───── Supplied material

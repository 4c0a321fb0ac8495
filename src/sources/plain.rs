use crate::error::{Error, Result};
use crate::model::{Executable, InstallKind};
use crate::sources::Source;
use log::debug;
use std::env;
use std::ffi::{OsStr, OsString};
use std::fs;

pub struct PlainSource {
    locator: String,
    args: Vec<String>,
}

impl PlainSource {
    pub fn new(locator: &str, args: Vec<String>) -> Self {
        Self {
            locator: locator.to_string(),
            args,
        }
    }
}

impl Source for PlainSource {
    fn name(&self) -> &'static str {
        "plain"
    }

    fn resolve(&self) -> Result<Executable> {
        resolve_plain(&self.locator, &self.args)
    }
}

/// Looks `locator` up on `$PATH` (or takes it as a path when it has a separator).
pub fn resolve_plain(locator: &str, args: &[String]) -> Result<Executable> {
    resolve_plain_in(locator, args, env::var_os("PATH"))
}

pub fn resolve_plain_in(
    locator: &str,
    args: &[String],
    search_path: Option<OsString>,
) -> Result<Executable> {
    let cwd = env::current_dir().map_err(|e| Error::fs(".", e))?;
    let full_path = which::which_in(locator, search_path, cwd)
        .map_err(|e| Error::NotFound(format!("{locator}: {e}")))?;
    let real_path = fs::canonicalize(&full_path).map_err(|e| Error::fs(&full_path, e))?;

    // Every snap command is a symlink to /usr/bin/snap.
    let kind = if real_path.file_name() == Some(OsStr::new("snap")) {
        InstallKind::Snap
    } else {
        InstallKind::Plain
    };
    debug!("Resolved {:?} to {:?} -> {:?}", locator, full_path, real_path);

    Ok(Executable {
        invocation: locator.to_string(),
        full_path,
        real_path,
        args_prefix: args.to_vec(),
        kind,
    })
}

──────────
───── Supplied material

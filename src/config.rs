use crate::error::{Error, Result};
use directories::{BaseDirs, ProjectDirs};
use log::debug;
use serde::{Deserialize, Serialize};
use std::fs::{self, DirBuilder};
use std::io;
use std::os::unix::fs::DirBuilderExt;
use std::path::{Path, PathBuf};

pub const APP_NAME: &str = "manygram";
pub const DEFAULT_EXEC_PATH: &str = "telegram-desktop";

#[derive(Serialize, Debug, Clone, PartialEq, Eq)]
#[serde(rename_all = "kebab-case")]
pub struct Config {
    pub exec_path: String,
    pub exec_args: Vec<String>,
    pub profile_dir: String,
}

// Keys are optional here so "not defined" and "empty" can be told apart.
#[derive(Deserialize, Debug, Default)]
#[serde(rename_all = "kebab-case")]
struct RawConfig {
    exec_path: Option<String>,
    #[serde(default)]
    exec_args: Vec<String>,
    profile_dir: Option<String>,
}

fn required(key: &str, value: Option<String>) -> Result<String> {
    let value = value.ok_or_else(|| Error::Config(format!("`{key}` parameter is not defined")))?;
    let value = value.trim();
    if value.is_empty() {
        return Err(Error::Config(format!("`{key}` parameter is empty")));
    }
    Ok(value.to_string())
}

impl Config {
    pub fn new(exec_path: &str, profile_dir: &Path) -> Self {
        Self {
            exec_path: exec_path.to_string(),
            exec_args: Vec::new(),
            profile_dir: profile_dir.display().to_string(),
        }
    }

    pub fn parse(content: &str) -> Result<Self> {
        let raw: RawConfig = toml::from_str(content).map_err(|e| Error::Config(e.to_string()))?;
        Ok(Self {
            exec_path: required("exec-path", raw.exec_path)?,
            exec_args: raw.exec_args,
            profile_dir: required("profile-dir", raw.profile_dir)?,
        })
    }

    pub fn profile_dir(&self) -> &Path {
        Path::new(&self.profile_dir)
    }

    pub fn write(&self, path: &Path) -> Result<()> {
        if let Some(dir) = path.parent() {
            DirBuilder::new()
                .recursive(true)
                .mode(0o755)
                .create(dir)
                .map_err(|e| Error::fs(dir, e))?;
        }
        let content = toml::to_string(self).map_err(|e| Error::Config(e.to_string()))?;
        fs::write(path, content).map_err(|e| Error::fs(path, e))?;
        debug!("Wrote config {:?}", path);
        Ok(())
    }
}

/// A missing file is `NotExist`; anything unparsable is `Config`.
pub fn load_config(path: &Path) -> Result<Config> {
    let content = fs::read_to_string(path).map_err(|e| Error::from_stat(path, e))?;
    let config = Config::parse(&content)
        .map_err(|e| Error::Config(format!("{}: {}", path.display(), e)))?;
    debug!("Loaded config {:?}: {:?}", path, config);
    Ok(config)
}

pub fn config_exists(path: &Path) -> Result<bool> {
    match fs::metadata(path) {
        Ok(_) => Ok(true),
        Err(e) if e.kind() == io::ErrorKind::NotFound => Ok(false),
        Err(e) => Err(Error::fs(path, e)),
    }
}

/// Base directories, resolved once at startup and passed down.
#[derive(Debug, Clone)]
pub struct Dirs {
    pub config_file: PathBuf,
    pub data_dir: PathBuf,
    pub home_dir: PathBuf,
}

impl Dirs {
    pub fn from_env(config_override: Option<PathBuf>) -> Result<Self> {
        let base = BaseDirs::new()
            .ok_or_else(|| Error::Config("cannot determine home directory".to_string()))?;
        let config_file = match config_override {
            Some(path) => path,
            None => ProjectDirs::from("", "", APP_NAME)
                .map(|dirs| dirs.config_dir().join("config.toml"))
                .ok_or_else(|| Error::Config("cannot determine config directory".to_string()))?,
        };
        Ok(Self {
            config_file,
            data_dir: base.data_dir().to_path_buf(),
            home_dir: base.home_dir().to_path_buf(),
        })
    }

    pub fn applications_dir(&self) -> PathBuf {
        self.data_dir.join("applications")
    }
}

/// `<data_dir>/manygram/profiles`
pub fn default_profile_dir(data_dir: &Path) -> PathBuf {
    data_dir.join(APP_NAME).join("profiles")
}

──────────

Starting with the line above that holds "let value = value.ok_or_else(||" and stopping with the line that holds "pub fn load_config(path: &Path)", reproduce each line exactly, omitting all other lines.

Answer to this task
    let value = value.ok_or_else(|| Error::Config(format!("`{key}` parameter is not defined")))?;
    let value = value.trim();
    if value.is_empty() {
        return Err(Error::Config(format!("`{key}` parameter is empty")));
    }
    Ok(value.to_string())
}

impl Config {
    pub fn new(exec_path: &str, profile_dir: &Path) -> Self {
        Self {
            exec_path: exec_path.to_string(),
            exec_args: Vec::new(),
            profile_dir: profile_dir.display().to_string(),
        }
    }

    pub fn parse(content: &str) -> Result<Self> {
        let raw: RawConfig = toml::from_str(content).map_err(|e| Error::Config(e.to_string()))?;
        Ok(Self {
            exec_path: required("exec-path", raw.exec_path)?,
            exec_args: raw.exec_args,
            profile_dir: required("profile-dir", raw.profile_dir)?,
        })
    }

    pub fn profile_dir(&self) -> &Path {
        Path::new(&self.profile_dir)
    }

    pub fn write(&self, path: &Path) -> Result<()> {
        if let Some(dir) = path.parent() {
            DirBuilder::new()
                .recursive(true)
                .mode(0o755)
                .create(dir)
                .map_err(|e| Error::fs(dir, e))?;
        }
        let content = toml::to_string(self).map_err(|e| Error::Config(e.to_string()))?;
        fs::write(path, content).map_err(|e| Error::fs(path, e))?;
        debug!("Wrote config {:?}", path);
        Ok(())
    }
}

/// A missing file is `NotExist`; anything unparsable is `Config`.
pub fn load_config(path: &Path) -> Result<Config> {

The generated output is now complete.